=== Begin Enclosure ===

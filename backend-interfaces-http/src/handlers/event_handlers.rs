use axum::extract::rejection::{JsonRejection, QueryRejection};
use axum::extract::{Path, Query, State};
use axum::http::{HeaderMap, StatusCode};
use axum::Json;
use serde::Deserialize;

use backend_application::commands::{booking_commands, event_commands};
use backend_application::dtos::{BookingView, EventView};
use backend_application::queries::event_queries;
use backend_application::AppState;
use backend_domain::{BookingReceipt, EventDraft, EventPatch, EventQuery, Scope, TypeFilter};

use crate::error::HttpError;
use crate::middleware::require_actor;
use crate::response::ApiResponse;

type JsonResult = Result<(StatusCode, Json<ApiResponse>), HttpError>;

#[derive(Debug, Default, Deserialize)]
pub struct ListEventsParams {
    pub scope: Option<String>,
    pub search: Option<String>,
    #[serde(rename = "type")]
    pub event_type: Option<String>,
}

impl ListEventsParams {
    fn into_query(self) -> Result<EventQuery, HttpError> {
        let scope_raw = self.scope.unwrap_or_default();
        let scope = Scope::parse(&scope_raw)
            .ok_or_else(|| HttpError::BadRequest(format!("invalid scope '{}'", scope_raw)))?;
        let type_raw = self.event_type.unwrap_or_default();
        let type_filter = TypeFilter::parse(&type_raw)
            .ok_or_else(|| HttpError::BadRequest(format!("invalid type '{}'", type_raw)))?;
        Ok(EventQuery {
            scope,
            search: self.search.unwrap_or_default(),
            type_filter,
        })
    }
}

fn ok(body: ApiResponse) -> JsonResult {
    Ok((StatusCode::OK, Json(body)))
}

pub async fn list_events(
    State(state): State<AppState>,
    params: Result<Query<ListEventsParams>, QueryRejection>,
) -> JsonResult {
    let Query(params) = params?;
    let events = event_queries::list_events(&state, params.into_query()?).await?;
    ok(ApiResponse::events(events.iter().map(EventView::from).collect()))
}

pub async fn list_my_events(State(state): State<AppState>, headers: HeaderMap) -> JsonResult {
    let actor = require_actor(&state, &headers).await?;
    let events = event_queries::list_organizer_events(&state, &actor).await?;
    ok(ApiResponse::events(events.iter().map(EventView::from).collect()))
}

pub async fn get_event(State(state): State<AppState>, Path(id): Path<String>) -> JsonResult {
    let event = event_queries::get_event(&state, &id).await?;
    ok(ApiResponse::event(EventView::from(&event)))
}

pub async fn create_event(
    State(state): State<AppState>,
    headers: HeaderMap,
    payload: Result<Json<EventDraft>, JsonRejection>,
) -> JsonResult {
    let actor = require_actor(&state, &headers).await?;
    let Json(draft) = payload?;
    let event = event_commands::create_event(&state, &actor, draft).await?;
    Ok((
        StatusCode::CREATED,
        Json(ApiResponse::event(EventView::from(&event))),
    ))
}

pub async fn update_event(
    State(state): State<AppState>,
    headers: HeaderMap,
    Path(id): Path<String>,
    payload: Result<Json<EventPatch>, JsonRejection>,
) -> JsonResult {
    let actor = require_actor(&state, &headers).await?;
    let Json(patch) = payload?;
    let event = event_commands::update_event(&state, &actor, &id, patch).await?;
    ok(ApiResponse::event(EventView::from(&event)))
}

pub async fn delete_event(
    State(state): State<AppState>,
    headers: HeaderMap,
    Path(id): Path<String>,
) -> JsonResult {
    let actor = require_actor(&state, &headers).await?;
    event_commands::delete_event(&state, &actor, &id).await?;
    ok(ApiResponse::message("Event deleted successfully"))
}

pub async fn book_event(
    State(state): State<AppState>,
    headers: HeaderMap,
    Path(id): Path<String>,
) -> JsonResult {
    let actor = require_actor(&state, &headers).await?;
    match booking_commands::book_event(&state, &actor, &id).await? {
        BookingReceipt::Reserved(booking) => Ok((
            StatusCode::CREATED,
            Json(ApiResponse::booking(BookingView::from(&booking))),
        )),
        BookingReceipt::Redirect { ticket_url, .. } => ok(ApiResponse::redirect(ticket_url)),
    }
}
use anyhow::Result;
use axum::Router;
use tokio::net::TcpListener;
use tower_http::cors::CorsLayer;
use tower_http::limit::RequestBodyLimitLayer;
use tower_http::timeout::TimeoutLayer;
use tower_http::trace::TraceLayer;
use tracing::{info, warn};

use backend_application::AppState;
use backend_infrastructure::AppConfig;
use backend_interfaces_http::build_router;

use crate::context::AppContext;

pub fn build_router_with_layers(state: AppState) -> Router {
    build_router(state.clone())
        .layer(CorsLayer::permissive())
        .layer(RequestBodyLimitLayer::new(
            usize::try_from(state.config.max_body_bytes).unwrap_or(usize::MAX),
        ))
        .layer(TimeoutLayer::new(std::time::Duration::from_secs(
            state.config.request_timeout_seconds,
        )))
        .layer(TraceLayer::new_for_http())
}

pub async fn run_standalone(config: AppConfig) -> Result<()> {
    let context = AppContext::from_config(&config).await?;
    let state = context.state;

    let app = build_router_with_layers(state.clone());
    let addr: std::net::SocketAddr = state.config.bind_addr.parse()?;
    let listener = TcpListener::bind(addr).await?;
    info!("listening on {}", addr);

    axum::serve(listener, app)
        .with_graceful_shutdown(shutdown_signal())
        .await?;
    info!("server stopped");
    Ok(())
}

async fn shutdown_signal() {
    let ctrl_c = async {
        let _ = tokio::signal::ctrl_c().await;
    };

    #[cfg(unix)]
    let terminate = async {
        use tokio::signal::unix::{signal, SignalKind};
        match signal(SignalKind::terminate()) {
            Ok(mut sigterm) => {
                sigterm.recv().await;
            }
            Err(err) => {
                warn!("sigterm handler unavailable: {}", err);
                std::future::pending::<()>().await;
            }
        }
    };

    #[cfg(not(unix))]
    let terminate = std::future::pending::<()>();

    tokio::select! {
        _ = ctrl_c => {},
        _ = terminate => {},
    }
    info!("shutdown signal received");
}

=== End Enclosure ===

Your answer should be each line from the preceding material in which the word "CorsLayer" occurs.

**Solution for this problem:**
use tower_http::cors::CorsLayer;
        .layer(CorsLayer::permissive())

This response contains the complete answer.